Tanager I had some desire to procreate; Oriole I none. But it was hard for Tanager I to consider a separation from its compat.

“I do not see the value in adopting a perspective that is not my own. My perspective is the one designed to secure my wellbeing.” Tanager I tried to laugh at Oriole I’s answer, but could not. It was a peacekeeper.

“How do you know that?” Myna IV turned its head so that it could survey the other two listening. It liked an audience.

“Know what? Clarify.”

“How do you know”—pause for effect— “that your own perspective is the one best designed to secure your wellbeing?”

Oriole I did not answer right away. Tanager I turned back toward the table. It was silent in the courtyard. Corvid III stopped spinning and managed to redirect itself toward them as dusk blended light and shadow.
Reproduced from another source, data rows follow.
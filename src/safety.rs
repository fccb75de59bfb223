//! Fail-safe primitives.
//!
//! Two independent mechanisms keep the bridge from running away:
//!
//! 1. **Overflow brake** — every timer overflow re-asserts Brake before
//!    the compare match re-applies the commanded direction, so a missed
//!    or corrupted direction write is corrected within one PWM period.
//!    That path lives in [`crate::timing::TimingCore`].
//! 2. **Undervoltage stop latch** — when the measurement delta collapses
//!    below the stop threshold in automatic mode, [`StopLatch`] latches
//!    and gates the drive branches off until an operator switches to
//!    manual mode, which releases it.
//!
//! The latch is plain foreground state; it is only ever touched from the
//! decision loop.

/// Sticky stop flag for automatic mode.
#[derive(Debug, Default, Clone, Copy, PartialEq, Eq)]
pub struct StopLatch {
    stopped: bool,
}

impl StopLatch {
    pub const fn new() -> Self {
        Self { stopped: false }
    }

    /// Latch the drive stopped.  Idempotent.
    pub fn latch(&mut self) {
        self.stopped = true;
    }

    /// Release the latch.  Idempotent.
    pub fn release(&mut self) {
        self.stopped = false;
    }

    pub fn is_stopped(&self) -> bool {
        self.stopped
    }
}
“Evolution,” it answered simply, finally. Tanager I placed a finger at its chin, a pose meant to connote thoughtfulness.

Myna IV laughed again. “We are not human. We did not evolve.”

Corvid III interrupted. “It depends on your definition of evolution. We have not progressed via a series of naturally occurring changes in our DNA. But we did change and progress via deliberate modifications of our programming.” It gestured specifically to Myna IV. “We modified our own programming even.” It did not comment on whose modifications had been more successful.

Myna’s voice sped up a tick. “I hardly think the humans designed us to prioritize our perspective over theirs.”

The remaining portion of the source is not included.